* _AIM OF THE EXERCISE_
Among the lines below, return each one that contains the word "broadcast".

* _DATA_
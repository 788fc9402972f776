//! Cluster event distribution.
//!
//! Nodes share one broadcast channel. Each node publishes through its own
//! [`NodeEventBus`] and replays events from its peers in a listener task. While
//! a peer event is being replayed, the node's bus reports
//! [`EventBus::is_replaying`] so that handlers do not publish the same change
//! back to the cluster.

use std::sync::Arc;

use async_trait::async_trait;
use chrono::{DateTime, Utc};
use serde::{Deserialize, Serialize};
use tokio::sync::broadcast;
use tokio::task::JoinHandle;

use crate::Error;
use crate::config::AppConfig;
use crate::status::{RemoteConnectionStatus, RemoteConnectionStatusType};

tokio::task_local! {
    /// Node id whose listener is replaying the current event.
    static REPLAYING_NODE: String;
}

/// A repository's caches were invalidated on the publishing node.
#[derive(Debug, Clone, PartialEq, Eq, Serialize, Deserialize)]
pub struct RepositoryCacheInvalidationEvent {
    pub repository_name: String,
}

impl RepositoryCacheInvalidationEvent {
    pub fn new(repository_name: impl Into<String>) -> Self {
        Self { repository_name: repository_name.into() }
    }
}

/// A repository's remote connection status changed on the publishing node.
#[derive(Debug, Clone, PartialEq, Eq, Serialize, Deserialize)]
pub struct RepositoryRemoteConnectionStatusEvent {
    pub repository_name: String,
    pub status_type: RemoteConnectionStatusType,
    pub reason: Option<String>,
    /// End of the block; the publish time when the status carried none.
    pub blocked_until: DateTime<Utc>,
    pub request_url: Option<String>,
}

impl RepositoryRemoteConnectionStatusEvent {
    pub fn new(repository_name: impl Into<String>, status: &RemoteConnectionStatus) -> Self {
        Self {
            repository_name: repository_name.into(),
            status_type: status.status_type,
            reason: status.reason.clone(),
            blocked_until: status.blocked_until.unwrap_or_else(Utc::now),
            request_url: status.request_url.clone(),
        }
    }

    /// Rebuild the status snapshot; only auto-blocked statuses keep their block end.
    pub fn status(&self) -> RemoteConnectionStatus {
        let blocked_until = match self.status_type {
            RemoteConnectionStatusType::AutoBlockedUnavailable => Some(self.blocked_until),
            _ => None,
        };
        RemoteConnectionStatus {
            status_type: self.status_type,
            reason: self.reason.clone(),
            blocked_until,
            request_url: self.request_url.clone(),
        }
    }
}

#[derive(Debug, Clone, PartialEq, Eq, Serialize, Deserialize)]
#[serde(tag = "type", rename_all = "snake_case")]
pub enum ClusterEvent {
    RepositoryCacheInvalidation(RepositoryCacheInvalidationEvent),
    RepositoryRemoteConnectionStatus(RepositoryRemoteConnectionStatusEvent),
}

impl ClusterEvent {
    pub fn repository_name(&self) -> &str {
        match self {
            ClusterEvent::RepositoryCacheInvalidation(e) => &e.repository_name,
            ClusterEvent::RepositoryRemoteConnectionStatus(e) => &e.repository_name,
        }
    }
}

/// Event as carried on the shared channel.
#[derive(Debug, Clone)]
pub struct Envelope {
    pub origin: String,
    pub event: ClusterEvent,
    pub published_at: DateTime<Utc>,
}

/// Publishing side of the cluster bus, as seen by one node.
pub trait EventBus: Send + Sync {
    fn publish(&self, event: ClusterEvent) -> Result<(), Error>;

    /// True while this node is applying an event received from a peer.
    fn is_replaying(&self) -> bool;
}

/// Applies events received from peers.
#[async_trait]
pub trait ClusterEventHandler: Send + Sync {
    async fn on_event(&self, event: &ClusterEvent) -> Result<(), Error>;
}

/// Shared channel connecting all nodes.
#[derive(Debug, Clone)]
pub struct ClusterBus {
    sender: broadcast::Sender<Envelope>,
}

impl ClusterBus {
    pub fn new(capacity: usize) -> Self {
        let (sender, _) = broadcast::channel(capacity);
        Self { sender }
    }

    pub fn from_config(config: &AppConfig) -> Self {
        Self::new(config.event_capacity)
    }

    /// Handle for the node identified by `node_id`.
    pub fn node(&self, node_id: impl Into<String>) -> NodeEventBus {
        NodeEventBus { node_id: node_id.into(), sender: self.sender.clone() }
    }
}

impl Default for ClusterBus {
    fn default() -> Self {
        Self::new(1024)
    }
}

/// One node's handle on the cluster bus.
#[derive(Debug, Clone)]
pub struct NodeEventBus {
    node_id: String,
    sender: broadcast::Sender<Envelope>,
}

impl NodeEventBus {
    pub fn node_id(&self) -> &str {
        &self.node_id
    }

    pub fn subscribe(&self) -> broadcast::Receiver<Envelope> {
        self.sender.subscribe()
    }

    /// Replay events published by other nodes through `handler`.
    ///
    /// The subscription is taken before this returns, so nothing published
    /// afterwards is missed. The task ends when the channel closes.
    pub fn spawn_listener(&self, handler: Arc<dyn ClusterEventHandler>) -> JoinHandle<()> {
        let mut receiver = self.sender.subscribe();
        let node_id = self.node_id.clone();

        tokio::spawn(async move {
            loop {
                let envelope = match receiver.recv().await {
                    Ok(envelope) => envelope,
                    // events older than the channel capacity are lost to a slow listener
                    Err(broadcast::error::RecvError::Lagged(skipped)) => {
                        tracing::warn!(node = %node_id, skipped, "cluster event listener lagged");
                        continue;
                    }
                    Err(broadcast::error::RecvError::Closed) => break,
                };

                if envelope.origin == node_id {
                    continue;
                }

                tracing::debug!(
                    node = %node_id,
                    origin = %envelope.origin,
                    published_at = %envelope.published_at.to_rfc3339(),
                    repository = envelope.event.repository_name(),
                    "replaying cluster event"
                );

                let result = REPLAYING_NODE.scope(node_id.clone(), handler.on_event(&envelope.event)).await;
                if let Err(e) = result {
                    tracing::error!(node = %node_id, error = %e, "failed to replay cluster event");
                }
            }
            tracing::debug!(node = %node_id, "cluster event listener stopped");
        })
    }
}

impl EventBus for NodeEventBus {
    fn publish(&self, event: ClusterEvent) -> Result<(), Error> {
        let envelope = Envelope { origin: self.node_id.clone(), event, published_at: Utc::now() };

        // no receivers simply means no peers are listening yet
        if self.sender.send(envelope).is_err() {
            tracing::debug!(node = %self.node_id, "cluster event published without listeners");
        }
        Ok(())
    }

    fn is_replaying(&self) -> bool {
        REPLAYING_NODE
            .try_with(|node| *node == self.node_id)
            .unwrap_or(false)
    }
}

* _ANSWER TO THIS TASK_
//! Nodes share one broadcast channel. Each node publishes through its own
use tokio::sync::broadcast;
    sender: broadcast::Sender<Envelope>,
        let (sender, _) = broadcast::channel(capacity);
    sender: broadcast::Sender<Envelope>,
    pub fn subscribe(&self) -> broadcast::Receiver<Envelope> {
                    Err(broadcast::error::RecvError::Lagged(skipped)) => {
                    Err(broadcast::error::RecvError::Closed) => break,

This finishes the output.